Hinweise für Autoren

Manuskripte sind in zweifacher Ausführung bei der Schriftleitung einzureichen. Zur Erleichterung der redaktionellen Arbeit sollten sie mit doppeltem Zeilenabstand und rechts mit 3 cm Rand geschrieben sein. Alle eingereichten Beiträge werden in der Regel von zwei Mitgliedern des wissenschaftlichen Beirats bzw. des Herausgebergremiums begutachtet. Nachdem eine Arbeit zum Druck angenommen ist, sollte sie auch auf Diskette gespeichert vorliegen, in MS-Word oder ausnahmsweise MS-DOS lesbar.

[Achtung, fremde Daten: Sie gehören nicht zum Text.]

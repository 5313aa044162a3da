//! Input validation helpers
//!
//! Centralized length constants and validation for values arriving from
//! readers and clients. Rejection here happens before any store lookup and
//! produces no log entry or alert.

use crate::utils::AppError;

// ── Length limits ───────────────────────────────────────────────────

/// NFC tokens shorter than this are reader noise, not lookups
pub const MIN_TOKEN_LEN: usize = 6;

/// Upper bound for tokens and other short identifiers
pub const MAX_TOKEN_LEN: usize = 100;

// ── Validation helpers ──────────────────────────────────────────────

/// Validate a presented NFC token.
///
/// Returns the trimmed token on success. Whitespace-padded reads are
/// common with handheld readers, so trimming happens before the length
/// check.
pub fn validate_token(raw: &str) -> Result<&str, AppError> {
    let token = raw.trim();
    if token.len() < MIN_TOKEN_LEN {
        return Err(AppError::Validation("Invalid NFC token".to_string()));
    }
    if token.len() > MAX_TOKEN_LEN {
        return Err(AppError::Validation(format!(
            "NFC token is too long ({} chars, max {MAX_TOKEN_LEN})",
            token.len()
        )));
    }
    Ok(token)
}

#[cfg(test)]
mod tests {
    use super::*;

    #[test]
    fn short_tokens_rejected() {
        assert!(validate_token("12345").is_err());
        assert!(validate_token("  12345  ").is_err());
        assert!(validate_token("").is_err());
    }

    #[test]
    fn trimmed_token_returned() {
        assert_eq!(validate_token("  abc123  ").unwrap(), "abc123");
    }

    #[test]
    fn oversized_token_rejected() {
        let long = "x".repeat(MAX_TOKEN_LEN + 1);
        assert!(validate_token(&long).is_err());
    }
}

Eine Arbeit wird sich gewöhnlich in die folgenden Abschnitte gliedern: Summary, Zusammenfassung, Einleitung, Material und Methode (bzw. Methode und Untersuchungsgebiet), Ergebnisse, Diskussion und Literatur. In begründeten Ausnahmen kann von diesem Schema abgewichen werden. Auf eine deutliche Trennung der Resultate von Bewertungen, Literaturvergleichen oder Interpretationen wird Wert gelegt.

Der englischen Summary wird eine Übersetzung des Titels vorangestellt. Summary und Zusammenfassung sollten möglichst kurz sein.

Für jede Abbildung, Tabelle sowie Literaturangabe muss; im Text ein entsprechender Hinweis vorhanden sein. Literaturhinweise im Text bitte immer wie folgt formulieren:

Schiemenz (1953), Eiseler & Eiseler (1956), Hess et al. (1996) bzw. (Schiemenz 1953, Eiseler & Eiseler 1981, Hess et al. 1996)

Im Literaturverzeichnis werden die im Text zitierten Publikationen nach Autoren alphabetisch und chronologisch aufgelistet:

Eiseler, B. & F. Eiseler (1981): Markierungsergebnisse bei Gomphus pulchellus Selys, Libellula 1: 29-31

Loibl, E. (1958): Zur Ethologie und Biologie der deutschen Lestiden (Odonata). Z. Tierpsychol. 15: 54-81

Schiemenz, H. (1953): Die Libellen unserer Heimat. Urania, Jena

Schmidt, E. (1929): Libellen, Odonata. In: Brohmer, P., P. Ehrmann & G. Ulmer (Hrsg.): Die Tierwelt Mitteleuropas 4 (1b). Quelle & Meyer, Leipzig, S. 1-66

Tabellen sollten als fertige Druckvorlage oder auf Diskette als normaler Text (Word-Tabelle) oder als TabellenkalkulationsDateien (nur MS-EXCEL) eingesandt werden. In ASCII-Dateien (s.o.), sollten die Einträge der Spalten nur durch einen Tabulator-Schritt - nicht durch Leerzeichen! - getrennt sein.

Abbildungen in Form von Graphiken sollten als Strichzeichnungen in schwarzer Tusche oder als Ausdruck auf weißem Papier oder Pergamentpapier gefertigt werden. Fotos sollten nach Möglichkeit kontrastreiche Schwarzweißaufnahmen sein. Auf der Rückseite der eingereichten Abbildungen sind Abbildungsnummer und Autor zu vermerken.

Abbildungslegenden und Tabellenüberschriften sollten selbsterklärend und daher nicht zu knapp sein.

Im Text sollten außer allgemein üblichen keine Abkürzungen verwendet werden, die nicht bei der ersten Erwähnung definiert worden sind.

Weitere Hinweise und Erläuterungen finden Sie in Hagenia 11: 5-11. Zudem wird empfohlen, sich am Stil der jeweils aktuellen Libellula-Ausgabe zu orientieren.

Autoren erhalten von Ihrem Beitrag 30 Sonderdrucke.

Zur Dokumentation wird die Zeitschrift an referierende Organe gesandt.